On March 1,the deputy editor of the Herald replied that the book review was by someone not on the Herald's staff and that the statistic had been quoted as a supposition rather than as a fact. He said that it was not clear whether the reviewer actually accepted the statement and suggested that Mrs Faithfull might write and ask her.

This drew a lengthy rejoinder from Mrs Faithfull in which she contended that responsibility for publishing the review lay with the newspaper and recalled that in 1988 when she had contested the same statistic, the Herald had published her letter. She asked why she should now be refused the opportunity to challenge the figures again.

On March 30, the deputy editor replied that the Herald did not propose to publish her earlier letter nor to respond to what he characterised as a diatribe. There was, he said, no obligation on the paper to correct an ambiguous (and even silly) statement by an outside reviewer.

In the light of this reply, Mrs Faithfull complained to the Press Council. She recalled that the Credo Society had a long-standing concern over deceptive figures relating to child abuse and over their use in ideologically driven causes. In now refusing to print Credo's challenge to the figures, the Herald was making itself party to the process of misleading the public.

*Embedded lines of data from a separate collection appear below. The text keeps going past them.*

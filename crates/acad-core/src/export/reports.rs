use crate::{AdmissionMetric, CsvReport, Task};

use chrono::{DateTime, Utc};
use serde_json::Value;

const LIST_SEPARATOR: &str = "; ";

pub const TASK_REPORT_HEADER: [&str; 9] = [
    "Title",
    "Priority",
    "Board Column",
    "Status",
    "Assigned To",
    "Assigned By",
    "Due Date",
    "Tags",
    "Checklist",
];

/// Task list export, one row per task in the given order
pub fn tasks_report<'a, I>(tasks: I) -> CsvReport
where
    I: IntoIterator<Item = &'a Task>,
{
    let mut report = CsvReport::new(TASK_REPORT_HEADER);

    for task in tasks {
        let assignees = task
            .assigned_to
            .iter()
            .map(|user| user.display_name())
            .collect::<Vec<_>>()
            .join(LIST_SEPARATOR);
        let tags = task
            .tags
            .iter()
            .map(|tag| tag.as_str())
            .collect::<Vec<_>>()
            .join(LIST_SEPARATOR);
        let checklist = task
            .checklist_progress()
            .map(|(done, total)| format!("{done}/{total}"))
            .unwrap_or_default();

        report.push_row([
            task.title.clone(),
            task.priority.to_string(),
            task.board_column.to_string(),
            task.status.clone().unwrap_or_default(),
            assignees,
            task.assigned_by
                .as_ref()
                .map(|user| user.display_name().to_string())
                .unwrap_or_default(),
            task.due_date
                .map(|due| due.format("%Y-%m-%d").to_string())
                .unwrap_or_default(),
            tags,
            checklist,
        ]);
    }

    report
}

/// Admission metrics export with a header block naming the period
pub fn admission_metrics_report(
    metrics: &[AdmissionMetric],
    period: &str,
    generated_at: DateTime<Utc>,
) -> CsvReport {
    let mut report = CsvReport::new([
        "Member",
        "Target",
        "Assigned",
        "Counseling",
        "In Follow Up",
        "Admitted",
        "Not Admitted",
        "Achievement %",
    ])
    .preamble_line(["Admission Metrics Report"])
    .preamble_line(["Period", period])
    .preamble_line([
        "Generated".to_string(),
        generated_at.format("%Y-%m-%d %H:%M").to_string(),
    ]);

    for metric in metrics {
        report.push_row([
            metric.user.display_name().to_string(),
            metric.target.to_string(),
            metric.assigned.to_string(),
            metric.counseling.to_string(),
            metric.in_follow_up.to_string(),
            metric.admitted.to_string(),
            metric.not_admitted.to_string(),
            format!("{:.1}", metric.achievement_percent()),
        ]);
    }

    report
}

/// Generic export of a list of flat JSON objects (batch reports, history).
///
/// Columns come from the keys of the first object; nested values are
/// written as compact JSON.
pub fn json_rows_report(title: &str, rows: &[Value]) -> CsvReport {
    let columns: Vec<String> = rows
        .first()
        .and_then(Value::as_object)
        .map(|object| object.keys().cloned().collect())
        .unwrap_or_default();

    let mut report = CsvReport::new(columns.clone()).preamble_line([title]);

    for row in rows {
        report.push_row(columns.iter().map(|column| match row.get(column) {
            None | Some(Value::Null) => String::new(),
            Some(Value::String(text)) => text.clone(),
            Some(other) => other.to_string(),
        }));
    }

    report
}
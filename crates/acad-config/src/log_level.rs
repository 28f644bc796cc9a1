use crate::DEFAULT_LOG_LEVEL_STRING;

use std::ops::Deref;
use std::str::FromStr;

use log::LevelFilter;
use serde::{Deserialize, Deserializer};

/// Wrapper for LevelFilter with lenient deserialization
#[derive(Debug, Clone, Copy, PartialEq, Eq)]
pub struct LogLevel(pub LevelFilter);

impl<'de> Deserialize<'de> for LogLevel {
    fn deserialize<D>(deserializer: D) -> Result<Self, D::Error>
    where
        D: Deserializer<'de>,
    {
        let s = String::deserialize(deserializer)
            .unwrap_or_else(|_| String::from(DEFAULT_LOG_LEVEL_STRING));

        Ok(LogLevel::parse_lenient(&s))
    }
}

impl LogLevel {
    /// Unknown names fall back to Info
    pub fn parse_lenient(s: &str) -> Self {
        match s.to_lowercase().as_str() {
            "off" => LogLevel(LevelFilter::Off),
            "error" => LogLevel(LevelFilter::Error),
            "warn" => LogLevel(LevelFilter::Warn),
            "debug" => LogLevel(LevelFilter::Debug),
            "trace" => LogLevel(LevelFilter::Trace),
            _ => LogLevel(LevelFilter::Info),
        }
    }
}

impl From<LogLevel> for LevelFilter {
    fn from(log_level: LogLevel) -> Self {
        log_level.0
    }
}

impl Deref for LogLevel {
    type Target = LevelFilter;

    fn deref(&self) -> &Self::Target {
        &self.0
    }
}

impl FromStr for LogLevel {
    type Err = std::convert::Infallible;

    fn from_str(s: &str) -> Result<Self, Self::Err> {
        Ok(LogLevel::parse_lenient(s))
    }
}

In response the Herald reiterated that the statement to which Mrs Faithfull objected was an expression of opinion by an outside contributor in a book review. Mrs Faithfull, the deputy editor said, seemed to believe she had an absolute right to express a contrary point of view through the Herald's letters column. There was no such right and the selection of letters lay at the editor's discretion.

During the Press Council's discussions, it was felt that the balance between the opposing arguments was finely drawn and it was suggested that, given the anxieties and sensitivities aroused by the controversy in 1988 over the "one in four" estimate, the Herald could well have acted wisely in publishing Mrs Faithfull's original letter. The Council did not feel, however, that these considerations outweighed the editor's right to determine the contents of his newspaper's letters column and, on that ground, the Council did not uphold the complaint.

Mr Peter Scherer, editor of the Herald and who is a member of the Press Council was not present at the meeting when the complaint was considered.